■ **What you will do**
Check each line of the entries below for the string "static" and state how many lines have it, with no other text.

== Recorded data

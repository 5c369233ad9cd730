//! Integration tests for credential stores
//!
//! Exercises the backends through `Arc<dyn CredentialStore>`, the way the
//! request gateway holds them.

use std::sync::Arc;

use recipebox_common::{CredentialStore, FileCredentialStore, MemoryCredentialStore};
use tempfile::TempDir;

async fn sign_in_and_out(store: Arc<dyn CredentialStore>) {
    assert_eq!(store.load_token().await.unwrap(), None);

    store.store_token("first").await.unwrap();
    store.store_token("second").await.unwrap();
    assert_eq!(store.load_token().await.unwrap().as_deref(), Some("second"));

    store.clear_token().await.unwrap();
    store.clear_token().await.unwrap();
    assert_eq!(store.load_token().await.unwrap(), None);
}

#[tokio::test]
async fn memory_store_session_lifecycle() {
    sign_in_and_out(Arc::new(MemoryCredentialStore::new())).await;
}

#[tokio::test]
async fn file_store_session_lifecycle() {
    let dir = TempDir::new().expect("Failed to create temp dir");
    sign_in_and_out(Arc::new(FileCredentialStore::new(dir.path().join("session.json")))).await;
}

#[tokio::test]
async fn file_store_token_survives_new_instance() {
    let dir = TempDir::new().expect("Failed to create temp dir");
    let path = dir.path().join("nested").join("session.json");

    FileCredentialStore::new(&path).store_token("persisted").await.unwrap();

    let reopened: Arc<dyn CredentialStore> = Arc::new(FileCredentialStore::new(&path));
    assert_eq!(reopened.load_token().await.unwrap().as_deref(), Some("persisted"));
}
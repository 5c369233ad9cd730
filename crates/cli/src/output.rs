//! JSON rendering for command results

use anyhow::Result;
use recipebox_domain::{AuthResponse, Page, Recipe, UserProfile};
use serde::Serialize;

/// One page of a recipe search
#[derive(Debug, Serialize)]
pub struct PageView<'a> {
    pub page: usize,
    pub total_pages: usize,
    pub recipes: &'a [Recipe],
}

impl<'a> From<&'a Page<Recipe>> for PageView<'a> {
    fn from(page: &'a Page<Recipe>) -> Self {
        Self { page: page.page, total_pages: page.total_pages, recipes: &page.items }
    }
}

/// What login/register report back; the token itself is never printed.
#[derive(Debug, Serialize)]
pub struct SessionView<'a> {
    pub signed_in: bool,
    #[serde(skip_serializing_if = "Option::is_none")]
    pub user: Option<&'a UserProfile>,
    #[serde(skip_serializing_if = "Option::is_none")]
    pub message: Option<&'a str>,
}

impl<'a> From<&'a AuthResponse> for SessionView<'a> {
    fn from(response: &'a AuthResponse) -> Self {
        Self {
            signed_in: response.session_token().is_some(),
            user: response.user.as_ref(),
            message: response.message.as_deref(),
        }
    }
}

pub fn render<T: Serialize + ?Sized>(value: &T) -> Result<String> {
    Ok(serde_json::to_string_pretty(value)?)
}

pub fn print<T: Serialize + ?Sized>(value: &T) -> Result<()> {
    println!("{}", render(value)?);
    Ok(())
}

#[cfg(test)]
mod tests {
    use super::*;
    use serde_json::{json, Value};

    #[test]
    fn session_view_hides_token() {
        let response: AuthResponse = serde_json::from_value(json!({
            "token": "secret",
            "user": {"_id": "u1", "name": "Ada", "email": "ada@example.com"}
        }))
        .unwrap();

        let rendered = render(&SessionView::from(&response)).unwrap();

        assert!(!rendered.contains("secret"));
        let value: Value = serde_json::from_str(&rendered).unwrap();
        assert_eq!(value["signed_in"], json!(true));
        assert_eq!(value["user"]["name"], json!("Ada"));
        assert!(value.get("message").is_none());
    }

    #[test]
    fn page_view_carries_position() {
        let page = Page { items: Vec::<Recipe>::new(), page: 2, total_pages: 3 };
        let value: Value = serde_json::from_str(&render(&PageView::from(&page)).unwrap()).unwrap();

        assert_eq!(value, json!({"page": 2, "total_pages": 3, "recipes": []}));
    }
}
#![allow(dead_code)]

use std::io;
use std::sync::{Arc, Mutex};
use std::time::Duration;

use recipebox_common::MemoryCredentialStore;
use recipebox_infra::RequestGateway;
use tracing::subscriber::DefaultGuard;
use wiremock::MockServer;

/// Gateway against `server` holding `token` in a fresh in-memory store.
pub fn signed_in_gateway(
    server: &MockServer,
    token: &str,
) -> (Arc<RequestGateway>, Arc<MemoryCredentialStore>) {
    let store = Arc::new(MemoryCredentialStore::with_token(token));
    let gateway = RequestGateway::builder()
        .base_url(server.uri())
        .timeout(Duration::from_secs(5))
        .credentials(Arc::clone(&store) as Arc<dyn recipebox_common::CredentialStore>)
        .build()
        .expect("gateway should build");

    (Arc::new(gateway), store)
}

/// Handle for inspecting formatted log output captured during a test.
#[derive(Clone, Default)]
pub struct LogHandle {
    buffer: Arc<Mutex<Vec<u8>>>,
}

impl LogHandle {
    /// All captured output as text.
    pub fn output(&self) -> String {
        let guard = self.buffer.lock().expect("log mutex poisoned");
        String::from_utf8_lossy(&guard).into_owned()
    }

    /// Check whether a line at `level` mentions `needle`.
    pub fn contains(&self, level: &str, needle: &str) -> bool {
        self.output().lines().any(|line| line.contains(level) && line.contains(needle))
    }
}

impl io::Write for LogHandle {
    fn write(&mut self, buf: &[u8]) -> io::Result<usize> {
        self.buffer.lock().expect("log mutex poisoned").extend_from_slice(buf);
        Ok(buf.len())
    }

    fn flush(&mut self) -> io::Result<()> {
        Ok(())
    }
}

/// Capture tracing output on the current thread until the guard drops.
///
/// Use with `#[tokio::test]` (current-thread runtime) so spawned-free async
/// code logs on the same thread.
pub fn capture_logs() -> (LogHandle, DefaultGuard) {
    let handle = LogHandle::default();
    let writer = handle.clone();

    let subscriber = tracing_subscriber::fmt()
        .with_max_level(tracing::Level::DEBUG)
        .with_ansi(false)
        .with_writer(move || writer.clone())
        .finish();

    let guard = tracing::subscriber::set_default(subscriber);
    (handle, guard)
}
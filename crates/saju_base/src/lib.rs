//! Four-pillars (saju) building blocks.
//!
//! This crate provides:
//! - The static stem/branch/element tables
//! - Pillar construction, including the locally computed hour pillar
//! - Five-element distribution, day-master strength, useful-element
//!   advice and fortune scoring over a set of four pillars
//!
//! Everything here is a pure function of its inputs. Calendar knowledge
//! enters only through [`saju_calendar::CalendarService`].

pub mod branch;
pub mod day_master;
pub mod element;
pub mod element_analysis;
pub mod fortune;
pub mod pillar;
pub mod stem;
pub mod useful_element;

pub use branch::{ALL_BRANCHES, EarthlyBranch};
pub use day_master::{DayMaster, StrengthTier, evaluate_day_master};
pub use element::{ALL_ELEMENTS, Element, Polarity};
pub use element_analysis::{ElementDistribution, ElementStatus, PILLAR_SLOTS};
pub use fortune::{ElementPercentages, Fortune, FortuneField, Grade, score_fortune};
pub use pillar::{
    FourPillars, Pillar, build_day_pillar, build_hour_pillar, build_month_pillar,
    build_year_pillar, hour_branch, hour_start_stem,
};
pub use stem::{ALL_STEMS, HeavenlyStem};
pub use useful_element::{Beneficial, UsefulElements, advise_useful_elements};
//! Engine configuration.

use chrono::Datelike;
use serde::{Deserialize, Serialize};

use crate::error::SajuError;

/// Earliest accepted birth year by default.
pub const DEFAULT_MIN_YEAR: i32 = 1900;

/// Engine configuration used at construction time.
///
/// `max_year = None` means "the current calendar year", looked up from
/// the local clock each time a birth input is validated.
#[derive(Debug, Clone, Copy, PartialEq, Eq, Serialize, Deserialize)]
#[serde(default, deny_unknown_fields)]
pub struct EngineConfig {
    pub min_year: i32,
    pub max_year: Option<i32>,
}

impl Default for EngineConfig {
    fn default() -> Self {
        Self {
            min_year: DEFAULT_MIN_YEAR,
            max_year: None,
        }
    }
}

impl EngineConfig {
    /// Fixed, clock-independent year range.
    pub const fn with_year_range(min_year: i32, max_year: i32) -> Self {
        Self {
            min_year,
            max_year: Some(max_year),
        }
    }

    /// Upper year bound in effect now.
    pub fn resolved_max_year(&self) -> i32 {
        self.max_year
            .unwrap_or_else(|| chrono::Local::now().year())
    }

    pub fn validate(&self) -> Result<(), SajuError> {
        if self.min_year > self.resolved_max_year() {
            return Err(SajuError::InvalidConfig(
                "min_year must not exceed max_year",
            ));
        }
        Ok(())
    }
}
//! Five-element distribution over the eight stem/branch slots.

use serde::ser::{Serialize, SerializeMap, SerializeStruct, Serializer};
use tracing::debug;

use crate::element::{ALL_ELEMENTS, Element};
use crate::pillar::FourPillars;

/// Stem + branch slots across the four pillars.
pub const PILLAR_SLOTS: u8 = 8;

/// Status tag for an element, keyed purely by its count.
#[derive(Debug, Clone, Copy, PartialEq, Eq, Hash, serde::Serialize)]
#[serde(rename_all = "snake_case")]
pub enum ElementStatus {
    /// Count 0.
    #[serde(rename = "none")]
    Absent,
    /// Count 1.
    Deficient,
    /// Count 2.
    Balanced,
    /// Count 3.
    Developed,
    /// Count 4 or more.
    Excessive,
}

impl ElementStatus {
    pub const fn from_count(count: u8) -> Self {
        match count {
            0 => Self::Absent,
            1 => Self::Deficient,
            2 => Self::Balanced,
            3 => Self::Developed,
            4.. => Self::Excessive,
        }
    }

    pub const fn label(self) -> &'static str {
        match self {
            Self::Absent => "none",
            Self::Deficient => "deficient",
            Self::Balanced => "balanced",
            Self::Developed => "developed",
            Self::Excessive => "excessive",
        }
    }

    /// Whether the element is missing or thin (a candidate useful element).
    pub const fn is_lacking(self) -> bool {
        matches!(self, Self::Absent | Self::Deficient)
    }
}

/// Element counts of a chart, with derived percentages and status tags.
#[derive(Debug, Clone, Copy, PartialEq, Eq, Hash)]
pub struct ElementDistribution {
    counts: [u8; 5],
}

impl ElementDistribution {
    /// Count the element of every stem and branch in `pillars`.
    pub fn from_pillars(pillars: &FourPillars) -> Self {
        let mut counts = [0u8; 5];
        for p in pillars.pillars() {
            counts[p.stem().element().index()] += 1;
            counts[p.branch().element().index()] += 1;
        }
        let dist = Self { counts };
        debug!(?counts, "element distribution");
        dist
    }

    /// Distribution from explicit counts in wood, fire, earth, metal, water order.
    pub const fn from_counts(counts: [u8; 5]) -> Self {
        Self { counts }
    }

    pub const fn count(&self, element: Element) -> u8 {
        self.counts[element.index()]
    }

    /// Sum of all counts; [`PILLAR_SLOTS`] for a distribution built from pillars.
    pub fn total(&self) -> u32 {
        self.counts.iter().map(|&c| u32::from(c)).sum()
    }

    /// Share of the total as a percentage rounded to one decimal.
    pub fn percentage(&self, element: Element) -> f64 {
        let total = self.total();
        if total == 0 {
            return 0.0;
        }
        let raw = f64::from(self.count(element)) / f64::from(total) * 100.0;
        (raw * 10.0).round() / 10.0
    }

    pub const fn status(&self, element: Element) -> ElementStatus {
        ElementStatus::from_count(self.count(element))
    }

    /// Elements with their counts, in generating order.
    pub fn counts(&self) -> impl Iterator<Item = (Element, u8)> + '_ {
        ALL_ELEMENTS.iter().map(|&e| (e, self.count(e)))
    }
}

struct ElementMap<'a, T>(&'a ElementDistribution, fn(&ElementDistribution, Element) -> T);

impl<T: Serialize> Serialize for ElementMap<'_, T> {
    fn serialize<S: Serializer>(&self, serializer: S) -> Result<S::Ok, S::Error> {
        let mut map = serializer.serialize_map(Some(ALL_ELEMENTS.len()))?;
        for e in ALL_ELEMENTS {
            map.serialize_entry(e.name(), &(self.1)(self.0, e))?;
        }
        map.end()
    }
}

impl Serialize for ElementDistribution {
    fn serialize<S: Serializer>(&self, serializer: S) -> Result<S::Ok, S::Error> {
        let mut s = serializer.serialize_struct("ElementDistribution", 3)?;
        s.serialize_field("count", &ElementMap(self, |d, e| d.count(e)))?;
        s.serialize_field("percentage", &ElementMap(self, |d, e| d.percentage(e)))?;
        s.serialize_field("status", &ElementMap(self, |d, e| d.status(e)))?;
        s.end()
    }
}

====

■ **Task response**
2